===== Raw data
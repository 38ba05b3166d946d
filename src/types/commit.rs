use crate::error::{Error, Result};
use crate::hash::ObjectId;
use crate::types::Kvlm;

/// commit object: a kvlm with `tree`, optional `parent`s, `author`,
/// `committer` headers and a message
#[derive(Clone, Debug, PartialEq, Eq)]
pub struct Commit {
    kvlm: Kvlm,
}

impl Commit {
    pub fn parse(raw: &[u8]) -> Result<Self> {
        Ok(Self {
            kvlm: Kvlm::parse(raw)?,
        })
    }

    pub fn from_kvlm(kvlm: Kvlm) -> Self {
        Self { kvlm }
    }

    pub fn serialize(&self) -> Vec<u8> {
        self.kvlm.serialize()
    }

    pub fn kvlm(&self) -> &Kvlm {
        &self.kvlm
    }

    /// the root tree this commit snapshots
    pub fn tree(&self) -> Result<ObjectId> {
        id_field(&self.kvlm, b"tree")
    }

    /// parent commits, in header order; empty for the initial commit
    pub fn parents(&self) -> Result<Vec<ObjectId>> {
        self.kvlm
            .values(b"parent")
            .into_iter()
            .map(hex_id)
            .collect()
    }

    pub fn author(&self) -> Option<String> {
        self.kvlm
            .first(b"author")
            .map(|v| String::from_utf8_lossy(v).into_owned())
    }

    pub fn message(&self) -> &[u8] {
        self.kvlm.message()
    }
}

/// annotated tag object: structurally the same kvlm shape as a commit,
/// with `object`, `type`, `tag` and `tagger` headers
#[derive(Clone, Debug, PartialEq, Eq)]
pub struct Tag {
    kvlm: Kvlm,
}

impl Tag {
    pub fn parse(raw: &[u8]) -> Result<Self> {
        Ok(Self {
            kvlm: Kvlm::parse(raw)?,
        })
    }

    pub fn from_kvlm(kvlm: Kvlm) -> Self {
        Self { kvlm }
    }

    pub fn serialize(&self) -> Vec<u8> {
        self.kvlm.serialize()
    }

    pub fn kvlm(&self) -> &Kvlm {
        &self.kvlm
    }

    /// the object this tag points at
    pub fn object(&self) -> Result<ObjectId> {
        id_field(&self.kvlm, b"object")
    }

    /// declared kind of the tagged object
    pub fn target_kind(&self) -> Option<String> {
        self.kvlm
            .first(b"type")
            .map(|v| String::from_utf8_lossy(v).into_owned())
    }

    pub fn name(&self) -> Option<String> {
        self.kvlm
            .first(b"tag")
            .map(|v| String::from_utf8_lossy(v).into_owned())
    }

    pub fn message(&self) -> &[u8] {
        self.kvlm.message()
    }
}

fn id_field(kvlm: &Kvlm, key: &[u8]) -> Result<ObjectId> {
    let value = kvlm.first(key).ok_or_else(|| {
        Error::Malformed(format!(
            "missing {} header",
            String::from_utf8_lossy(key)
        ))
    })?;
    hex_id(value)
}

fn hex_id(value: &[u8]) -> Result<ObjectId> {
    let hex = std::str::from_utf8(value)
        .map_err(|_| Error::Malformed("non-ascii object id header".to_string()))?;
    ObjectId::from_hex(hex.trim())
}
==========
Work instruction >> Set down the whole listing again, exactly as shown above.

Written response >>
repository 38ba05b3166d946d
filename src/types/commit.rs
use crate::error::{Error, Result};
use crate::hash::ObjectId;
use crate::types::Kvlm;

/// commit object: a kvlm with `tree`, optional `parent`s, `author`,
/// `committer` headers and a message
#[derive(Clone, Debug, PartialEq, Eq)]
pub struct Commit {
    kvlm: Kvlm,
}

impl Commit {
    pub fn parse(raw: &[u8]) -> Result<Self> {
        Ok(Self {
            kvlm: Kvlm::parse(raw)?,
        })
    }

    pub fn from_kvlm(kvlm: Kvlm) -> Self {
        Self { kvlm }
    }

    pub fn serialize(&self) -> Vec<u8> {
        self.kvlm.serialize()
    }

    pub fn kvlm(&self) -> &Kvlm {
        &self.kvlm
    }

    /// the root tree this commit snapshots
    pub fn tree(&self) -> Result<ObjectId> {
        id_field(&self.kvlm, b"tree")
    }

    /// parent commits, in header order; empty for the initial commit
    pub fn parents(&self) -> Result<Vec<ObjectId>> {
        self.kvlm
            .values(b"parent")
            .into_iter()
            .map(hex_id)
            .collect()
    }

    pub fn author(&self) -> Option<String> {
        self.kvlm
            .first(b"author")
            .map(|v| String::from_utf8_lossy(v).into_owned())
    }

    pub fn message(&self) -> &[u8] {
        self.kvlm.message()
    }
}

/// annotated tag object: structurally the same kvlm shape as a commit,
/// with `object`, `type`, `tag` and `tagger` headers
#[derive(Clone, Debug, PartialEq, Eq)]
pub struct Tag {
    kvlm: Kvlm,
}

impl Tag {
    pub fn parse(raw: &[u8]) -> Result<Self> {
        Ok(Self {
            kvlm: Kvlm::parse(raw)?,
        })
    }

    pub fn from_kvlm(kvlm: Kvlm) -> Self {
        Self { kvlm }
    }

    pub fn serialize(&self) -> Vec<u8> {
        self.kvlm.serialize()
    }

    pub fn kvlm(&self) -> &Kvlm {
        &self.kvlm
    }

    /// the object this tag points at
    pub fn object(&self) -> Result<ObjectId> {
        id_field(&self.kvlm, b"object")
    }

    /// declared kind of the tagged object
    pub fn target_kind(&self) -> Option<String> {
        self.kvlm
            .first(b"type")
            .map(|v| String::from_utf8_lossy(v).into_owned())
    }

    pub fn name(&self) -> Option<String> {
        self.kvlm
            .first(b"tag")
            .map(|v| String::from_utf8_lossy(v).into_owned())
    }

    pub fn message(&self) -> &[u8] {
        self.kvlm.message()
    }
}

fn id_field(kvlm: &Kvlm, key: &[u8]) -> Result<ObjectId> {
    let value = kvlm.first(key).ok_or_else(|| {
        Error::Malformed(format!(
            "missing {} header",
            String::from_utf8_lossy(key)
        ))
    })?;
    hex_id(value)
}

fn hex_id(value: &[u8]) -> Result<ObjectId> {
    let hex = std::str::from_utf8(value)
        .map_err(|_| Error::Malformed("non-ascii object id header".to_string()))?;
    ObjectId::from_hex(hex.trim())
}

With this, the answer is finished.